Assignment: In the entries that follow, find the line containing "mutations go to", then output exactly every line from the first through that one.

** Exercise data follows **

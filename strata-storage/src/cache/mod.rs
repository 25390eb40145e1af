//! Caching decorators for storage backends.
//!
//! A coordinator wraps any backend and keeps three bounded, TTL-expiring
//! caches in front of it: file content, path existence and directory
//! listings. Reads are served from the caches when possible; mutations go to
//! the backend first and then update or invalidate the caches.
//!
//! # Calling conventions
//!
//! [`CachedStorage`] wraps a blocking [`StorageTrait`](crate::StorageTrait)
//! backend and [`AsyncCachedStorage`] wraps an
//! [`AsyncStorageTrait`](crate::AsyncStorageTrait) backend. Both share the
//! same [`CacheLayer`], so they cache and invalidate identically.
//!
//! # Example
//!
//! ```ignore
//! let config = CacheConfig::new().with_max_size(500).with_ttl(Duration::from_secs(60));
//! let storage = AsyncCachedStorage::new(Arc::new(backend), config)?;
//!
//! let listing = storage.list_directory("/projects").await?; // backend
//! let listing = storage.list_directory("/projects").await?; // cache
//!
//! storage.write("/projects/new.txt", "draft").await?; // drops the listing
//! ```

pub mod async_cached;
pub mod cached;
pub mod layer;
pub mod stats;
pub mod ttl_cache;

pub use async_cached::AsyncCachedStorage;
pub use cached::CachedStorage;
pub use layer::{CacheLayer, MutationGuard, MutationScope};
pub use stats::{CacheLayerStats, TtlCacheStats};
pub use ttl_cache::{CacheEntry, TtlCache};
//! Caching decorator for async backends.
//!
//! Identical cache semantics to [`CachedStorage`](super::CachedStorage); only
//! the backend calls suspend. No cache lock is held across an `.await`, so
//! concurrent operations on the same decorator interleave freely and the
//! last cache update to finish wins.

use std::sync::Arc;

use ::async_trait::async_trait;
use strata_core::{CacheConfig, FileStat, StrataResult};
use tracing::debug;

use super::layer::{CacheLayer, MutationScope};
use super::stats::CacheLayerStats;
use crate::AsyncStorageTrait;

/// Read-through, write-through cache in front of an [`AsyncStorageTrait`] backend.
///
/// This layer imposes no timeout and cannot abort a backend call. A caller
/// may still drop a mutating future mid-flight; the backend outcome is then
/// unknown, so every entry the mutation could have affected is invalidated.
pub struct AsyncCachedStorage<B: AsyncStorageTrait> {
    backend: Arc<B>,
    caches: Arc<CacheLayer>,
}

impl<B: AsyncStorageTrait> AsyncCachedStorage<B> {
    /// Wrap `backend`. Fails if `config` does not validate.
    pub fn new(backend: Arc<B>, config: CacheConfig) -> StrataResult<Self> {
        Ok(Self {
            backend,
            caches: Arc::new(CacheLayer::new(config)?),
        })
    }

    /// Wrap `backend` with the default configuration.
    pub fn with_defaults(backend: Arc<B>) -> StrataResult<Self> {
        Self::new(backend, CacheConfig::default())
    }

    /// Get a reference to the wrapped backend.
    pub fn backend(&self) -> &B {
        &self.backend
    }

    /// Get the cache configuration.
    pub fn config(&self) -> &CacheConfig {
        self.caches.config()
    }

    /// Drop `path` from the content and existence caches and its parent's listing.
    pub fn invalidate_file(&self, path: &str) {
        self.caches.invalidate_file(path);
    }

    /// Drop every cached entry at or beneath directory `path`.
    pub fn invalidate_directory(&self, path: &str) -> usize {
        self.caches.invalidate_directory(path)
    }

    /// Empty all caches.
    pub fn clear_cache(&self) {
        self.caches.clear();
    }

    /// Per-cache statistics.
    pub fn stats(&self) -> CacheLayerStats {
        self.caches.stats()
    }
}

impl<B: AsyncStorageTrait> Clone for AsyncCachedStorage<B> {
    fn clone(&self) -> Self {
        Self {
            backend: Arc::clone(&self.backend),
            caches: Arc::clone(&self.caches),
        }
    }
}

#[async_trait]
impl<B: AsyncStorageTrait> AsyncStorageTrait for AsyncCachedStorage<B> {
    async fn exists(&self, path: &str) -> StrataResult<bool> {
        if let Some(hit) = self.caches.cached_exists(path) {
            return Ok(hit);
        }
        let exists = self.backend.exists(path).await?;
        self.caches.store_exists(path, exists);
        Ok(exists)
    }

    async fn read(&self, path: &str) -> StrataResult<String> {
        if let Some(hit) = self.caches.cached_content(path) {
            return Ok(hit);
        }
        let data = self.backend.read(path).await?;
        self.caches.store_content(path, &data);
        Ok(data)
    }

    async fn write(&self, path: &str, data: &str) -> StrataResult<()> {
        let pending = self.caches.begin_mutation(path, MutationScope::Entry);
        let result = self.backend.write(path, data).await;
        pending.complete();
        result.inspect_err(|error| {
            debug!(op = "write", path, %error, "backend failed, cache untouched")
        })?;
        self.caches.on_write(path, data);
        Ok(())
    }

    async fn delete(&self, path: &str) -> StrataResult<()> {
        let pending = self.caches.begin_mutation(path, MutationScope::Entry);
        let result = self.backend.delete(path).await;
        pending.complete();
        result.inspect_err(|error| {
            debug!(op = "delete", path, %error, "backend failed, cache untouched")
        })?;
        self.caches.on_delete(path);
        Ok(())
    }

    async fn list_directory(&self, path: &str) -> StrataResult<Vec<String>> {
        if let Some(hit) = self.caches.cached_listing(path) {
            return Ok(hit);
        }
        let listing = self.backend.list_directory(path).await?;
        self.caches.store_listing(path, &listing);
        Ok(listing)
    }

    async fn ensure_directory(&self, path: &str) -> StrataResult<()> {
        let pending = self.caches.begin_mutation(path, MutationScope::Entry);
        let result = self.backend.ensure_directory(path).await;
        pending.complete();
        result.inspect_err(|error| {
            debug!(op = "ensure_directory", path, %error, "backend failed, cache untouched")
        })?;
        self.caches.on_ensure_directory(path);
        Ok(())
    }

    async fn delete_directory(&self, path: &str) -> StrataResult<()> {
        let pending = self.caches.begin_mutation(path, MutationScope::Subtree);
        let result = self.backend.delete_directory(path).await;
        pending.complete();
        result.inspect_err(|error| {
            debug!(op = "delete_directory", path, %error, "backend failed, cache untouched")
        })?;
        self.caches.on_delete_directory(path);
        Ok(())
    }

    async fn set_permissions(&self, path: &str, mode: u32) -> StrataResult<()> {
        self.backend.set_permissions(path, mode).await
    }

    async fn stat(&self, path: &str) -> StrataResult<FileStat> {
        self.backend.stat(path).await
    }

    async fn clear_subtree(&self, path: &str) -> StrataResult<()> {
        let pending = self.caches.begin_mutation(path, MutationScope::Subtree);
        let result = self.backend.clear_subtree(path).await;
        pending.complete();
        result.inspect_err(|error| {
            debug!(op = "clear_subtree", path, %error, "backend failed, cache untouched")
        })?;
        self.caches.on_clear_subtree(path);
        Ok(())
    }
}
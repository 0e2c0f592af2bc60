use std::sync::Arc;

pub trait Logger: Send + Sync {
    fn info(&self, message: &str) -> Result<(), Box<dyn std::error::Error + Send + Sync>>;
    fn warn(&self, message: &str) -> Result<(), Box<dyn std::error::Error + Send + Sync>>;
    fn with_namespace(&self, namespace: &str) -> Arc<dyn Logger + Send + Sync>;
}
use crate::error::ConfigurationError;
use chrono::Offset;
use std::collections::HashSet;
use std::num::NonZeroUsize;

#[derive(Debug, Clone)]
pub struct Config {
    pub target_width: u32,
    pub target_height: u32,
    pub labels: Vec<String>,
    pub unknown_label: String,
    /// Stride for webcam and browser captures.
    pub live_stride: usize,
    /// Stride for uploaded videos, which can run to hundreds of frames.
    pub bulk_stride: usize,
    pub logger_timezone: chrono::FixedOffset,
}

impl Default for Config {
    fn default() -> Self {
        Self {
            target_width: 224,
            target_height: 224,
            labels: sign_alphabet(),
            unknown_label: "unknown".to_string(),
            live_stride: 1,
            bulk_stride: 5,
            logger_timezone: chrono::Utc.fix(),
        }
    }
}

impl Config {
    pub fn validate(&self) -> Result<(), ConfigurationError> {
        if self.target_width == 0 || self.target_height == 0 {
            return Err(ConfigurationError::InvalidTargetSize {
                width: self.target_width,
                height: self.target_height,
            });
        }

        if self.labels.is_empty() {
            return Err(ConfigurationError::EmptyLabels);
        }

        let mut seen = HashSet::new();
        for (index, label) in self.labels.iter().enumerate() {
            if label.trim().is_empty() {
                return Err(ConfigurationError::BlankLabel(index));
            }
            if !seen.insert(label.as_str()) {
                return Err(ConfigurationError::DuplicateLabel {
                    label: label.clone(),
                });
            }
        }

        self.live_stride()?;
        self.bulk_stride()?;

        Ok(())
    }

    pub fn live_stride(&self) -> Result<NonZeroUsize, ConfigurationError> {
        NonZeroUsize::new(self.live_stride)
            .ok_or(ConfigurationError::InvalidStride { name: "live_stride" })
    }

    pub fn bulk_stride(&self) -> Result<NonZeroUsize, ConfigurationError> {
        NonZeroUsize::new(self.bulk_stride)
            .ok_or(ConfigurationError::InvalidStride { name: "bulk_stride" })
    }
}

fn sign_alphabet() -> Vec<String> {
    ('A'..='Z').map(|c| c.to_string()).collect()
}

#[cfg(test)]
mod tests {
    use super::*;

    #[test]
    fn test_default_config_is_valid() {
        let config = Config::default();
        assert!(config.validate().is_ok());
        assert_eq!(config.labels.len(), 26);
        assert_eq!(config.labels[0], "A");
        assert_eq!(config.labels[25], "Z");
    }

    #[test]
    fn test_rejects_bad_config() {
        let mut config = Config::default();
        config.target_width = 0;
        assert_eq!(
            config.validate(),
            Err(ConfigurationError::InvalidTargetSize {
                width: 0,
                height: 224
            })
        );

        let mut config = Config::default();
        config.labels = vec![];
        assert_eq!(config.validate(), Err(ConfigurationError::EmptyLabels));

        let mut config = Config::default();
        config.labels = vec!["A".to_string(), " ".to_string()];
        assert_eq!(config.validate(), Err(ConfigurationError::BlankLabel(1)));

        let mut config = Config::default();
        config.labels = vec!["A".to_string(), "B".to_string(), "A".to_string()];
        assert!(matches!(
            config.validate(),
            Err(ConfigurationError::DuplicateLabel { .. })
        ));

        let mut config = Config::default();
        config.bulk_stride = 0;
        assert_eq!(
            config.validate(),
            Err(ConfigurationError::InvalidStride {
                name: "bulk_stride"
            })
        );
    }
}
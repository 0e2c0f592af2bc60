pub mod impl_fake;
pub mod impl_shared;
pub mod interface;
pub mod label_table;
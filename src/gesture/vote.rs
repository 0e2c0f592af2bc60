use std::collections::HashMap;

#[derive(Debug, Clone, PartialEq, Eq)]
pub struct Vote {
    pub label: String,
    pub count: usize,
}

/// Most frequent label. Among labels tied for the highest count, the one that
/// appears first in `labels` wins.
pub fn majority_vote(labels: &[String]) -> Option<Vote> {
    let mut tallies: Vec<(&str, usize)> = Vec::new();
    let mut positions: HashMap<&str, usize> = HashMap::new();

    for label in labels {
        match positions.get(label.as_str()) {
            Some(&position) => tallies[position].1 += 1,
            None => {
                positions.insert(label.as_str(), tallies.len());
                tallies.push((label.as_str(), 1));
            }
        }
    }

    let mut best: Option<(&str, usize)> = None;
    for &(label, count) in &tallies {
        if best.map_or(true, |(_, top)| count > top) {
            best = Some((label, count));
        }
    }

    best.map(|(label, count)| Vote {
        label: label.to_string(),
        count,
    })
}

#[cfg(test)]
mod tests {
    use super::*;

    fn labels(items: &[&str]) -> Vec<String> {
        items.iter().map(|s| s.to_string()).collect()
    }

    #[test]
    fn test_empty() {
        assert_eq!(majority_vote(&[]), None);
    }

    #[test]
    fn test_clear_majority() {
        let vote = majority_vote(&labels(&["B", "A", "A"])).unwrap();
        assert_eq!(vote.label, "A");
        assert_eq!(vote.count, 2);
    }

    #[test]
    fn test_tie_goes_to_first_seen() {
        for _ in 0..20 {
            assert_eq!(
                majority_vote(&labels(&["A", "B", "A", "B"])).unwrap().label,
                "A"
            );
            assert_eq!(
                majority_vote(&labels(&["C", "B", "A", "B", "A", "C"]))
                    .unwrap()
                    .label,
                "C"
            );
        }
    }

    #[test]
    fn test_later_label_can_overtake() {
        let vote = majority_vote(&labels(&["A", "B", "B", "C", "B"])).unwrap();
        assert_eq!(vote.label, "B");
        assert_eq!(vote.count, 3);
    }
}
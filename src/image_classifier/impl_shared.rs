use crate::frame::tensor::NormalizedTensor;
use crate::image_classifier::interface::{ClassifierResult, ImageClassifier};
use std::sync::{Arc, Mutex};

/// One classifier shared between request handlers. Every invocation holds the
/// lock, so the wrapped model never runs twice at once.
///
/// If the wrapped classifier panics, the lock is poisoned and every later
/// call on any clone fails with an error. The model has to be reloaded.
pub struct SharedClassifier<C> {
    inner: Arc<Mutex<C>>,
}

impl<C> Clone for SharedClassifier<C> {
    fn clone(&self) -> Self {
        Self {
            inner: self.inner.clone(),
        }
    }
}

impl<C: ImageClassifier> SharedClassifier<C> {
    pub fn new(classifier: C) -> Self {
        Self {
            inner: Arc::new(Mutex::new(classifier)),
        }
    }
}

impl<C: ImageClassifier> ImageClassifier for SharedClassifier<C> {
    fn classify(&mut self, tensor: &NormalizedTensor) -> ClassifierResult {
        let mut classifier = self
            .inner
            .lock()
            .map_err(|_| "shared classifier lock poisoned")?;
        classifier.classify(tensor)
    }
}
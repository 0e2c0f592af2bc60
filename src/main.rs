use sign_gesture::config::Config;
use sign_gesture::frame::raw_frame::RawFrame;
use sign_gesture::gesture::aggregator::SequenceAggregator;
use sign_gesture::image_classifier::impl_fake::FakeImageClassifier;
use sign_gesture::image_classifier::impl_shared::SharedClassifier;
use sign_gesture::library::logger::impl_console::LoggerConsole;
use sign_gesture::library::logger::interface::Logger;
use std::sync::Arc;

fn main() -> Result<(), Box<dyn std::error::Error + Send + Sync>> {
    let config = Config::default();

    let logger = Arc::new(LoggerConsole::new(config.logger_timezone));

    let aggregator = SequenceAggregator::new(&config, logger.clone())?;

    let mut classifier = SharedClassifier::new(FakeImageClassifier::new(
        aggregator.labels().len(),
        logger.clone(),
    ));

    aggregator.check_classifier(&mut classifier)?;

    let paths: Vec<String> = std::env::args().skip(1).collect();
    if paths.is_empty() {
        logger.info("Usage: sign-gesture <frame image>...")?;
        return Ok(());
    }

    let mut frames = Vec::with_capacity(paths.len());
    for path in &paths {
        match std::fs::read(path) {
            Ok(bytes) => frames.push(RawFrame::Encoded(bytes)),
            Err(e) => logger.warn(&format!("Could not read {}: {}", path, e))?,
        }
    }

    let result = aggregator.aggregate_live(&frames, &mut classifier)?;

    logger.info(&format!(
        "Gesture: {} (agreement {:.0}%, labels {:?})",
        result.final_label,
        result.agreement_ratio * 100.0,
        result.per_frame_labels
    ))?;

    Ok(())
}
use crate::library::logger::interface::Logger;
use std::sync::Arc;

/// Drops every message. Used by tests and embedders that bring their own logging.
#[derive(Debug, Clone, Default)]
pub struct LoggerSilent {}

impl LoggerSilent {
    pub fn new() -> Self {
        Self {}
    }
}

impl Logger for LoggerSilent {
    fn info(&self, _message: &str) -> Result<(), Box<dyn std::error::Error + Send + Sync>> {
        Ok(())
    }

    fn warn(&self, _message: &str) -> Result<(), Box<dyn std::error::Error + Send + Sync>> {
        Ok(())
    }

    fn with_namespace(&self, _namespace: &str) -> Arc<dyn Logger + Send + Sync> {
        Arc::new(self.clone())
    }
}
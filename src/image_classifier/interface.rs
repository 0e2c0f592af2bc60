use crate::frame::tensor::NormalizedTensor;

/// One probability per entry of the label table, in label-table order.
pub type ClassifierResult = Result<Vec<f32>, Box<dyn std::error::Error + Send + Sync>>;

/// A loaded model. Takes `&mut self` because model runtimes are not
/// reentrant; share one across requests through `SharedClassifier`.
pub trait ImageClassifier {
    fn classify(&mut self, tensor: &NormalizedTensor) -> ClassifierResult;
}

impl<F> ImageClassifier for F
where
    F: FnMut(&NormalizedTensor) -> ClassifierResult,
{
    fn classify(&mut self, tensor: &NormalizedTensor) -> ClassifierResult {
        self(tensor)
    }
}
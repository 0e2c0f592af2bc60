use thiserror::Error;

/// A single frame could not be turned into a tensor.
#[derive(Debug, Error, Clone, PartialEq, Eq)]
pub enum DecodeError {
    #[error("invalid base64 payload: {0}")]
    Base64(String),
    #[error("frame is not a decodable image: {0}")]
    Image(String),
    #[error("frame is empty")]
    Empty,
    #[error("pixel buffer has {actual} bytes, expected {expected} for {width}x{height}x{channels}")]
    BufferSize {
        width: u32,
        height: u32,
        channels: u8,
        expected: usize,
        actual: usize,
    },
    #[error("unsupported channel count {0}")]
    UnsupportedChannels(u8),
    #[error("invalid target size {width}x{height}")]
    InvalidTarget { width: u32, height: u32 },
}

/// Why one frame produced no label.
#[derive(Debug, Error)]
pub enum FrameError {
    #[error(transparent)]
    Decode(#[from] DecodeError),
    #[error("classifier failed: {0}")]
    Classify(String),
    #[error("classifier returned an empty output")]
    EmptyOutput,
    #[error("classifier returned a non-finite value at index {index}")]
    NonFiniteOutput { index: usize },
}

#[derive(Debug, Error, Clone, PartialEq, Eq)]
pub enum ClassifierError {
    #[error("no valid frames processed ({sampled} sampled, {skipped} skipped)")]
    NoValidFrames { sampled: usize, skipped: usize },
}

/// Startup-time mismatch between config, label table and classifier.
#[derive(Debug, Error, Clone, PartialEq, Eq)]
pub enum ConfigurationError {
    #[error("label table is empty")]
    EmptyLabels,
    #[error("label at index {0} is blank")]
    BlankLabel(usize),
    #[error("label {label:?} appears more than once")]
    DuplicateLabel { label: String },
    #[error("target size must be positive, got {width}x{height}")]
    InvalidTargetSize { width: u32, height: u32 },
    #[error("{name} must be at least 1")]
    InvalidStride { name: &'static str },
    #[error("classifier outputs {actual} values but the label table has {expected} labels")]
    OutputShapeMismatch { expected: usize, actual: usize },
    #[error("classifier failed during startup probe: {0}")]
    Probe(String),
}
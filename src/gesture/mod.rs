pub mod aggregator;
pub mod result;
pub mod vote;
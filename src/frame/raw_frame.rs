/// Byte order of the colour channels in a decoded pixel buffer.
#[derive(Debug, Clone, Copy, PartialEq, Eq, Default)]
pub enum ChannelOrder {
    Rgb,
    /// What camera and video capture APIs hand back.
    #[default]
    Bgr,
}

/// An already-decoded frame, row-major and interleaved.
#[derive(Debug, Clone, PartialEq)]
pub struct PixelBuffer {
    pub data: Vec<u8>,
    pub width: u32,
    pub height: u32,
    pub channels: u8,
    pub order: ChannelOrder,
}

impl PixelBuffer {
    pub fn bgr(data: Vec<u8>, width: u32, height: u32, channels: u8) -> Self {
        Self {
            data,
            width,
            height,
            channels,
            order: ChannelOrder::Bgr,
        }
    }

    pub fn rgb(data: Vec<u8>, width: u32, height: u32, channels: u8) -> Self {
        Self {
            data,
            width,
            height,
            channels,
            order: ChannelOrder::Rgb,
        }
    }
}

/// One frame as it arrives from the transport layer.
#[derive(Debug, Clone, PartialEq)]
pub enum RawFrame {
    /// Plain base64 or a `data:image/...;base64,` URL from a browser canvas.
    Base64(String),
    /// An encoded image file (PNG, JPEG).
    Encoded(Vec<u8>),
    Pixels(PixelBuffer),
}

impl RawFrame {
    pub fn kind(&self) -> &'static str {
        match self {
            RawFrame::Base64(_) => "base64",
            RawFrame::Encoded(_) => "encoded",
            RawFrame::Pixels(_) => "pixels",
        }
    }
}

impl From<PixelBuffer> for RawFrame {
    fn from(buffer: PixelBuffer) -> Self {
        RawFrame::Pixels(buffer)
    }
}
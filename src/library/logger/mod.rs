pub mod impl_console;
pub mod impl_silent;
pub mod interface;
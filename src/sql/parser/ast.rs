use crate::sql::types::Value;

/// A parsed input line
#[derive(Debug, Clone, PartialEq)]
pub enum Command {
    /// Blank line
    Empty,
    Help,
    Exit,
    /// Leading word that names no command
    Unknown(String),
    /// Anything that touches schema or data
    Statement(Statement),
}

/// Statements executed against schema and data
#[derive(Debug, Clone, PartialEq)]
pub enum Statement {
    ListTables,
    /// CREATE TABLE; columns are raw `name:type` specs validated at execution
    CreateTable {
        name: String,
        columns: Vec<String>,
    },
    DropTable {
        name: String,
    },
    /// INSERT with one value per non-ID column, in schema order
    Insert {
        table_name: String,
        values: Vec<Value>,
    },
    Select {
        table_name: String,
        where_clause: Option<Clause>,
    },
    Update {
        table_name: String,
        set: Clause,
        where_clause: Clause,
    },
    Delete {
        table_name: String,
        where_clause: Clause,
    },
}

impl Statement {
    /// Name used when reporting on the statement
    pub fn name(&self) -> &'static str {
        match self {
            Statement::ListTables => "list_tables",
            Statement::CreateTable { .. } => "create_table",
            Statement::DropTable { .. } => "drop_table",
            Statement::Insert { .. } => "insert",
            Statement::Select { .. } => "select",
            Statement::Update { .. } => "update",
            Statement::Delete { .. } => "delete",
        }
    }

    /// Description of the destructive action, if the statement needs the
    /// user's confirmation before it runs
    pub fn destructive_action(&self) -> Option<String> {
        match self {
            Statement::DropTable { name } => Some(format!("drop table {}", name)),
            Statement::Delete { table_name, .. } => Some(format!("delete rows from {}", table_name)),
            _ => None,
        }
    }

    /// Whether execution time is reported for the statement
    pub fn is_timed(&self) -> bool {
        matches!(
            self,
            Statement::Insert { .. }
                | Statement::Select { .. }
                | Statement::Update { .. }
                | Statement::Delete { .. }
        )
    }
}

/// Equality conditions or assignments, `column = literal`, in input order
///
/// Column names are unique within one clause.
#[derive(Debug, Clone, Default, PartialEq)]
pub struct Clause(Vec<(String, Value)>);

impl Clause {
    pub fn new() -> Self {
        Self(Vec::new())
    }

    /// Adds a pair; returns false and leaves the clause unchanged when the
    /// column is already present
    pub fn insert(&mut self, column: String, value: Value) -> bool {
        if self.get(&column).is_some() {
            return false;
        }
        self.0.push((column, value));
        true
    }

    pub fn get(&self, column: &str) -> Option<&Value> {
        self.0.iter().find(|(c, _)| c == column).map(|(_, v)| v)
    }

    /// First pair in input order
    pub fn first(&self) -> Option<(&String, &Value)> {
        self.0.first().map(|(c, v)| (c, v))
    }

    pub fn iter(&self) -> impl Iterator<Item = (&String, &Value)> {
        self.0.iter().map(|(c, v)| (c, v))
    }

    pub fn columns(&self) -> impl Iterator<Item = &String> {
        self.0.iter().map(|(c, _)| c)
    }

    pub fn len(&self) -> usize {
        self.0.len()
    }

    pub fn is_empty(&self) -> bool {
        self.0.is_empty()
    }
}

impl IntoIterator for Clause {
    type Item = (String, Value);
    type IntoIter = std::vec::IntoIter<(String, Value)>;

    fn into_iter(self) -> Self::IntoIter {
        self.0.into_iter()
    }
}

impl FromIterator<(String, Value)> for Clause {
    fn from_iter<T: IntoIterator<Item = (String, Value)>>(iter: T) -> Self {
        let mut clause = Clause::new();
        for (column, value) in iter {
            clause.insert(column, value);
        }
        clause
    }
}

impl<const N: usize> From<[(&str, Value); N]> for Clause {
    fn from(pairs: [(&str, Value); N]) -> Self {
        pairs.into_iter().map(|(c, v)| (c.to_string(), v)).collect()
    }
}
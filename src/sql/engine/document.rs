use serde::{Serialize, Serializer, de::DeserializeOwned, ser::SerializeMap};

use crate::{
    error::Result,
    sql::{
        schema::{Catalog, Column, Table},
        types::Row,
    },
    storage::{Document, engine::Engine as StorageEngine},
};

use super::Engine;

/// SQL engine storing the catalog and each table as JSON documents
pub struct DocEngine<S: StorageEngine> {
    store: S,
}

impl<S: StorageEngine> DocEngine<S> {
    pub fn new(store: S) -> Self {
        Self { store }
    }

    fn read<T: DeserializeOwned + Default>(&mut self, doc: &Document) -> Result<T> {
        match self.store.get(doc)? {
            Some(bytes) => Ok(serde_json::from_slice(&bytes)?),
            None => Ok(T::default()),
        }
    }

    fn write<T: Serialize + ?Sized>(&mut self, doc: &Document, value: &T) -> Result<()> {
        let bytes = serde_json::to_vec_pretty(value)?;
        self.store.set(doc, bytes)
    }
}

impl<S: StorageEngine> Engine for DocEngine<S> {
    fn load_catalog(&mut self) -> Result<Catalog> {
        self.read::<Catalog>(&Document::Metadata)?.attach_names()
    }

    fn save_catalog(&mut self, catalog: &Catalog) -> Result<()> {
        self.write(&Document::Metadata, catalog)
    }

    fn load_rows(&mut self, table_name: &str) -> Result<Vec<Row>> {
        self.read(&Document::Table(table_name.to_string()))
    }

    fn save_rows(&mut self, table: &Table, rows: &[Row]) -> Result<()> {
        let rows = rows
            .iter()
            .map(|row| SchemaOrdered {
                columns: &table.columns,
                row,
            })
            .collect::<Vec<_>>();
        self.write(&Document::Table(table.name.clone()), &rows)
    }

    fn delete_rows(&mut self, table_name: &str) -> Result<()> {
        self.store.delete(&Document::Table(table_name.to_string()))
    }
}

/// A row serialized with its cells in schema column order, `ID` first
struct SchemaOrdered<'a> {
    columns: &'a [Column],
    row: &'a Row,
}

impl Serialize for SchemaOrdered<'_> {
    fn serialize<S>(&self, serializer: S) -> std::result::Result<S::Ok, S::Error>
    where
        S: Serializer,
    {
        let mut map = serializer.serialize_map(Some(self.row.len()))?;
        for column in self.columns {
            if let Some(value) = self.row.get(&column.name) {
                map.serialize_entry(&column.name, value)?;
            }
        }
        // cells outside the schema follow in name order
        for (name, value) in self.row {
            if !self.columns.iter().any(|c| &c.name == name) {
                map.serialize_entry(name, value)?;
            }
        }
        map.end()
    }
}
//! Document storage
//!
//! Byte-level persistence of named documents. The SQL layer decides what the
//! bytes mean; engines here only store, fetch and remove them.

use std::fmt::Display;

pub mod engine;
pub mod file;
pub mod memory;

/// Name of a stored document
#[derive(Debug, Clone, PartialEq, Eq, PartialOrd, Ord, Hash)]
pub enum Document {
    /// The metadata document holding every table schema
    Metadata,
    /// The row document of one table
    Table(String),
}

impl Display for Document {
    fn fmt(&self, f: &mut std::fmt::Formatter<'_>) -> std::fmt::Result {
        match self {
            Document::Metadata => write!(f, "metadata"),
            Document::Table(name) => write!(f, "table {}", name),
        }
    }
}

** End of Exercise data **

Response:
filename strata-storage/src/cache/mod.rs
repository 25390eb40145e1af
//! Caching decorators for storage backends.
//!
//! A coordinator wraps any backend and keeps three bounded, TTL-expiring
//! caches in front of it: file content, path existence and directory
//! listings. Reads are served from the caches when possible; mutations go to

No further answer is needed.